The procedure can be done under nerve block with a sterile calf tourniquet or with a spinal or general with a thigh tourniquet. The arthroscopy tower is placed on the opposite side of the bed toward the patient’s head. The C-arm is placed at the base of the bed. It is best to release all three joints using a blunt elevator first, then débride all three joints working from back to front, and then transfix all joints with screw fixation in the order of subtalar joint, talonavicular joint, and calcaneocuboid joint.
♦ PORTAL PLACEMENT
Subtalar Joint
The subtalar joint can be approached safely through the sinus tarsi as described by Walter and Winson1 (Figure 19.3). The first portal is placed just lateral to the talar neck. The top of the calcaneus is palpated, and the anterior side of the posterior facet is identified. Two more portals are required, one posterior to the peroneal tendons and proximal to the posterior facet joint line, and one next to the Achilles tendon and about a centimeter more proximal to this (Figure 19.4).

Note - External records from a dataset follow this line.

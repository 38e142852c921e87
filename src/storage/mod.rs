// SPDX-License-Identifier: MIT
// SPDX-FileCopyrightText: 2025 Jonathan D. A. Jewell <hyperpolymath>

//! Remote object storage

pub mod gcs;

use async_trait::async_trait;
use chrono::{DateTime, Utc};
use serde::{Deserialize, Serialize};
use std::path::Path;

use crate::Result;

pub use gcs::GcsStore;

/// An object in the remote bucket
#[derive(Debug, Clone, PartialEq, Serialize, Deserialize)]
pub struct RemoteObject {
    /// Full object name, e.g. `images/emg_101501.jpg`
    pub name: String,
    #[serde(default)]
    pub updated: Option<DateTime<Utc>>,
    #[serde(default)]
    pub size: Option<u64>,
}

impl RemoteObject {
    pub fn new(name: impl Into<String>) -> Self {
        Self {
            name: name.into(),
            updated: None,
            size: None,
        }
    }

    /// Last path component of the object name
    pub fn basename(&self) -> &str {
        self.name.rsplit('/').next().unwrap_or(&self.name)
    }

    /// Size and upload time from the listing, formatted for log lines
    pub fn details(&self) -> String {
        match (self.size, self.updated) {
            (Some(size), Some(updated)) => format!(" ({} bytes, uploaded {})", size, updated.to_rfc3339()),
            (Some(size), None) => format!(" ({} bytes)", size),
            (None, Some(updated)) => format!(" (uploaded {})", updated.to_rfc3339()),
            (None, None) => String::new(),
        }
    }
}

/// Read access to a bucket of uploaded images
#[async_trait]
pub trait RemoteStore: Send + Sync {
    /// List every object whose name starts with `prefix`
    async fn list(&self, prefix: &str) -> Result<Vec<RemoteObject>>;

    /// Write the contents of `object` to `destination`
    async fn download(&self, object: &RemoteObject, destination: &Path) -> Result<()>;
}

This last portal will allow access to the medial side of the posterior facet for cartilage removal.2
![]() Figure 19.2 Positioning in the operating room with a calf tourniquet, regional block, and internal rotation of the hip to allow access to the lateral border of the foot. |
The Shannon burr can be placed into the sinus tarsi portal to allow osteophyte and cartilage removal. Care should be taken to avoid the sural nerve laterally and the tibial nerve medially.3
Calcaneocuboid Joint
The calcaneocuboid joint lies immediately under and lateral to the talonavicular joint. The lateral portal for the talonavicular joint can also be used for the calcaneocuboid joint (Figure 19.5). The other two portals can be placed direct lateral and dorsal lateral. Initial débridement can be done with the Shannon burr using the two dorsal portals to remove osteophytes and dorsal cartilage. Care is taken not to damage the saphenous nerve.
Talonavicular Joint
The easiest access to the talonavicular joint is lateral and just above the calcaneus and the cuboid (Figure 19.6). Portals can also be placed each side of the neurovascular bundle on the dorsal side of the foot and an additional portal placed over the medial side of the joint proximal to the tuberosity of the navicular.4 Nerves at risk based on a cadaver study include the superficial and deep peroneal nerve, particularly with the dorsal medial portal. Care is taken not to damage the deep branch of the peroneal nerve, which is dorsal and central to the talonavicular joint and closely opposed to it, and to avoid the saphenous nerve medially.